In March 2017 part of the consignment was reported to the supplier as defective, and was to be replaced. Even as there was no agreement reached between the parties regarding replacement, in 51 October 2018 the items in question were disposed of by destruction. This disposal represented a loss as the whole consignment had been paid for, according to the report.
“In my view, the loss resulted directly from failure by the depot managers to deal with the matter immediately upon receipt of the consignment and detection of the defects. Audit inspections during visits to Selibe Phikwe, Maun, Shakawe, Ghanzi and Francistown depots had raised a number of observations on points of detail related to the maintenance of records, reconciliations of stocks and related matters, which I drew to the attention of the Accounting Officer for comments,” Letebele said in her report.
In the Southern region, a scrutiny of the records for the control of stocks of food items in the Southern Region had indicated intermittent shortages of the various items, principally Tsabana, Malutu, Sunflower Oil and Milk which was mainly due to absence of subsisting contracts for the supply of these items.
“The contract for the supply of Tsabana to all depots expired in September 2018 and was not replaced by a substantive contract. The supplier contracts for these stocks should be so managed that the expiry of one contract is immediately followed by the commencement of the next.”
Suppliers who had been contracted to supply foodstuffs had failed to do so and no timely action had been taken to redress the situation to ensure continuity of supply of the food items, the report noted.
In one case, the report highlighted that the supplier was to manufacture and supply 1 136 metric tonnes of Malutu for a 4-months period from March 2019 to June 2019, but had been unable to honour the obligation. The situation was relieved by inter-depot transfers, at additional cost in transportation and subsistence expenses.
In another case, the contract was for the supply of Sunflower Oil to Mabutsane, where the supplier had also failed to deliver. Examination of the Molepolole depot Food Issues Register had indicated a number of instances where food items consigned to the various feeding centres had been returned for a variety of reasons, including food item available; no storage space; and in other cases the whole consignments were returned, and reasons not stated.
This is an indication of lack of proper management and monitoring of the affairs of the depot, which could result in losses from frequent movements of the food items concerned.The maintenance of accounting records in the region, typically in Letlhakeng, Tsabong, and Mabutsane was less than satisfactory, according to Auditor General’s report.

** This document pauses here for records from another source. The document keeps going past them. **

//! Node identity and the allocator that hands it out.

use std::fmt;
use std::sync::atomic::{AtomicU64, Ordering};

/// Stable identity of a pipeline node, unique within its allocator.
#[derive(Debug, Clone, Copy, PartialEq, Eq, PartialOrd, Ord, Hash)]
pub struct NodeId(pub u64);

impl NodeId {
  pub fn get(self) -> u64 {
    self.0
  }
}

impl fmt::Display for NodeId {
  fn fmt(&self, f: &mut fmt::Formatter<'_>) -> fmt::Result {
    write!(f, "{}", self.0)
  }
}

/// Monotonic source of [NodeId]s.
///
/// Each pipeline owns one (or shares one behind an `Arc` with other
/// pipelines built concurrently). Ids are never reused.
#[derive(Debug, Default)]
pub struct IdAllocator {
  next: AtomicU64,
}

impl IdAllocator {
  pub fn new() -> Self {
    Self::starting_at(0)
  }

  /// Allocator whose first id is `seed`.
  pub fn starting_at(seed: u64) -> Self {
    Self {
      next: AtomicU64::new(seed),
    }
  }

  /// Returns a fresh id, strictly greater than every id returned before.
  pub fn next(&self) -> NodeId {
    NodeId(self.next.fetch_add(1, Ordering::Relaxed))
  }

  /// The id the next call to [IdAllocator::next] will return.
  pub fn peek(&self) -> NodeId {
    NodeId(self.next.load(Ordering::Relaxed))
  }
}
//! Selects a subset of the incoming stream by database, retention policy and
//! measurement, optionally grouping it by tags.

use std::any::Any;

use serde_json::{Map, Value};

use crate::error::Result;
use crate::node::{Node, Walk, tick_children};
use crate::script::{property, quoted_list, single_quote};
use crate::types::{ChainNode, EdgeType, NodeId};

pub const FROM: &str = "from";

/// `|from()` with its optional selectors.
#[derive(Debug, Clone)]
pub struct FromNode {
  chain: ChainNode,
  pub database: String,
  pub retention_policy: String,
  pub measurement: String,
  pub group_by: Vec<String>,
}

impl FromNode {
  pub fn new(id: NodeId) -> Self {
    Self {
      chain: ChainNode::new(id, FROM, EdgeType::Stream, EdgeType::Stream),
      database: String::new(),
      retention_policy: String::new(),
      measurement: String::new(),
      group_by: Vec::new(),
    }
  }

  pub fn database(&mut self, name: impl Into<String>) -> &mut Self {
    self.database = name.into();
    self
  }

  pub fn retention_policy(&mut self, name: impl Into<String>) -> &mut Self {
    self.retention_policy = name.into();
    self
  }

  pub fn measurement(&mut self, name: impl Into<String>) -> &mut Self {
    self.measurement = name.into();
    self
  }

  /// Appends tags to group by.
  pub fn group_by<I, S>(&mut self, tags: I) -> &mut Self
  where
    I: IntoIterator<Item = S>,
    S: Into<String>,
  {
    self.group_by.extend(tags.into_iter().map(Into::into));
    self
  }
}

impl Node for FromNode {
  fn chain(&self) -> &ChainNode {
    &self.chain
  }

  fn chain_mut(&mut self) -> &mut ChainNode {
    &mut self.chain
  }

  fn tick(&self, walk: Walk<'_>, buf: &mut String) -> Result<()> {
    buf.push_str("|from()");
    if !self.database.is_empty() {
      property(buf, "database", &single_quote(&self.database));
    }
    if !self.retention_policy.is_empty() {
      property(buf, "retentionPolicy", &single_quote(&self.retention_policy));
    }
    if !self.measurement.is_empty() {
      property(buf, "measurement", &single_quote(&self.measurement));
    }
    if !self.group_by.is_empty() {
      property(buf, "groupBy", &quoted_list(&self.group_by));
    }
    tick_children(self.children(), walk, buf)
  }

  fn properties(&self) -> Map<String, Value> {
    let mut props = Map::new();
    props.insert("database".to_string(), Value::from(self.database.clone()));
    props.insert(
      "retentionPolicy".to_string(),
      Value::from(self.retention_policy.clone()),
    );
    props.insert(
      "measurement".to_string(),
      Value::from(self.measurement.clone()),
    );
    props.insert("groupBy".to_string(), Value::from(self.group_by.clone()));
    props
  }

  fn as_any(&self) -> &dyn Any {
    self
  }

  fn as_any_mut(&mut self) -> &mut dyn Any {
    self
  }
}
//! Filters points with a lambda expression.

use std::any::Any;

use serde_json::{Map, Value};

use crate::error::Result;
use crate::node::{Node, Walk, tick_children};
use crate::types::{ChainNode, EdgeType, NodeId};

pub const WHERE: &str = "where";

/// `|where(lambda: <expr>)`. The expression is kept as written.
#[derive(Debug, Clone)]
pub struct WhereNode {
  chain: ChainNode,
  pub lambda: String,
}

impl WhereNode {
  pub fn new(id: NodeId, edge: EdgeType, lambda: impl Into<String>) -> Self {
    Self {
      chain: ChainNode::new(id, WHERE, edge, edge),
      lambda: lambda.into(),
    }
  }
}

impl Node for WhereNode {
  fn chain(&self) -> &ChainNode {
    &self.chain
  }

  fn chain_mut(&mut self) -> &mut ChainNode {
    &mut self.chain
  }

  fn tick(&self, walk: Walk<'_>, buf: &mut String) -> Result<()> {
    buf.push_str("|where(lambda: ");
    buf.push_str(&self.lambda);
    buf.push(')');
    tick_children(self.children(), walk, buf)
  }

  fn properties(&self) -> Map<String, Value> {
    let mut props = Map::new();
    props.insert("lambda".to_string(), Value::from(self.lambda.clone()));
    props
  }

  fn as_any(&self) -> &dyn Any {
    self
  }

  fn as_any_mut(&mut self) -> &mut dyn Any {
    self
  }
}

In these depots a number of instances had been noted where receipts and issues had not been recorded over long periods, resulting in incorrect balances reflected in the accounting records. This is a serious weakness which could lead to or result in losses without trace or detection, and is a contravention of Supplies Regulations and Procedures, Letebele said.
Similarly, consignments of a total of 892 bags of Malutu and 3 bags of beans from Tsabong depot to different feeding centres had not been received in those centres, and are considered lost. These are also not reflected in the Statement of Losses in the Annual Statements of Accounts for the same periods.